To Win Again, Democrats Must Stop Being the Abortion Party
When I came to this country from Ireland some 45 years ago, a cousin, here 15 years before, advised me that Catholics vote Democratic. Having grown up in the Irish Republic, I was well disposed to Republican Party principles like local autonomy and limited government. Yet a commitment to social justice, so central to my faith, seemed better represented by the Democratic Party. I followed my cousin’s good counsel.
But once-solid Catholic support for Democrats has steadily eroded. This was due at least in part to the shift by many American Catholic bishops from emphasizing social issues (peace, the economy) to engaging in the culture wars (abortion, gay marriage). Along the way, many Catholics came to view the Democrats as unconditionally supporting abortion.
Last year’s election was a watershed in this evolution. Hillary Clinton lost the overall Catholic vote by seven points — after President Obama had won it in the previous two elections. She lost the white Catholic vote by 23 points. In heavily Catholic states like Pennsylvania, Wisconsin and Michigan, she lost by a hair — the last by less than 1 percent. A handful more of Catholic votes per parish in those states would have won her the election.
Her defeat is all the more remarkable considering that Mrs. Clinton shared many Catholic social values. By contrast, Mr. Trump’s disrespect for women, his racism, sexism and xenophobia should have discouraged conscientious Catholics from voting for him. So why did they? Certainly his promises to rebuild manufacturing and his tough talk on terrorism were factors. But for many traditional Catholic voters, Mrs. Clinton’s unqualified support for abortion rights — and Mr. Trump’s opposition (and promise to nominate anti-abortion Supreme Court justices) — were tipping points.
In its directive, “Forming Consciences for Faithful Citizenship,” the United States Conference of Catholic Bishops make clear that American Catholics do not need to be single-issue voters. The bishops say that while Catholics may not vote for a candidate because that candidate favors abortion, they can vote for a candidate in spite of such a stance, based on the totality of his views. Yet despite that leeway, abortion continues to trigger the deepest moral concern for many traditional Catholics, including me.

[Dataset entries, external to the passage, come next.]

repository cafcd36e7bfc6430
//! Configuration error types.

use std::path::PathBuf;
use thiserror::Error;

/// Configuration-related errors
#[derive(Debug, Error)]
pub enum ConfigError {
    #[error("IO error when reading `{0}`")]
    Io(PathBuf, #[source] std::io::Error),

    #[error("Config file parsing error")]
    Toml(#[from] toml::de::Error),

    #[error("Config validation error: {0}")]
    Validation(String),
}
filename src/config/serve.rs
//! `[serve]` section configuration.

use super::defaults;
use educe::Educe;
use serde::{Deserialize, Serialize};

/// `[serve]` section in isle.toml - development server settings.
///
/// # Example
/// ```toml
/// [serve]
/// interface = "0.0.0.0"
/// port = 3000
/// watch = true
/// ```
#[derive(Debug, Clone, Educe, Serialize, Deserialize)]
#[educe(Default)]
#[serde(deny_unknown_fields)]
pub struct ServeConfig {
    /// Network interface to bind.
    #[serde(default = "defaults::serve::interface")]
    #[educe(Default = defaults::serve::interface())]
    pub interface: String,

    /// HTTP port number; the next free port is tried when taken.
    #[serde(default = "defaults::serve::port")]
    #[educe(Default = defaults::serve::port())]
    pub port: u16,

    /// Rebuild when files under the input directory change.
    #[serde(default = "defaults::r#true")]
    #[educe(Default = true)]
    pub watch: bool,
}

Polls indicate that the nation holds mixed views about abortion. About 80 percent of Americans don’t want to criminalize it again. At the same time, at least 60 percent of Americans — and most likely a higher percentage of Catholics — oppose abortion after 20 weeks of pregnancy. Yet despite the clear complexity of those attitudes, political discourse largely ignores the possibility of a middle ground between making all abortions legal or prohibiting them entirely. Mrs. Clinton, like most Democratic politicians, fell into this either/or trap last year.
When asked about abortion in the third presidential debate, Mrs. Clinton focused on the importance of a woman’s right to choose, saying: “I strongly support Roe v. Wade.” But in making it appear as if she was viewing a wrenching moral decision only through a legal lens, she was losing many Catholic and evangelical voters. For them, her uncompromising defense of Roe was comparable to telling a group of Quakers, “I’m in favor of war,” without even mentioning preconditions.
Mr. Trump, in contrast, offered a graphic description of “ripping the baby out of the womb in the ninth month, on the final day,” as if this were standard procedure. (More than 90 percent of American abortions are in the first trimester.)
Amid Mr. Trump’s dysfunction as president, Democrats may have a chance to reclaim their Catholic base in the 2018 midterm elections. By tradition and by our church’s teaching on social justice, many Catholics could readily return to voting reliably Democratic. But for this to happen, their moral concerns regarding abortion must get a hearing within the party, rather than being summarily dismissed. How might that happen?
To begin with, Democratic politicians should publicly acknowledge that abortion is an issue of profound moral and religious concern. As a candidate, Barack Obama did just that in a 2008 interview, saying, “Those who diminish the moral elements of the decision aren’t expressing the full reality of it.”
Democrats should not threaten to repeal the Hyde Amendment, which forbids federal funds to be used for abortion except in extreme circumstances. They could also champion an aggressive program to promote adoption by strengthening the Adoption Assistance Act of 1980 and streamlining adoption procedures. The regulations in many states seem designed to discourage it.
Democratic politicians should also continue to frame their efforts to improve health and social services as a way to decrease abortions. The abortion rate dropped 21 percent from 2009 to 2014. That downward trend would most likely end if Republicans eliminate contraception services provided through the Affordable Care Act.
That Donald Trump, claiming to be anti-abortion, got the majority of Catholic votes to defeat a competent and decent Democrat underscores the continuing influence of abortion in American politics. If Democrats want to regain the Catholic vote, they must treat abortion as a moral issue, work for its continued reduction and articulate a more nuanced message than, “We support Roe v. Wade.”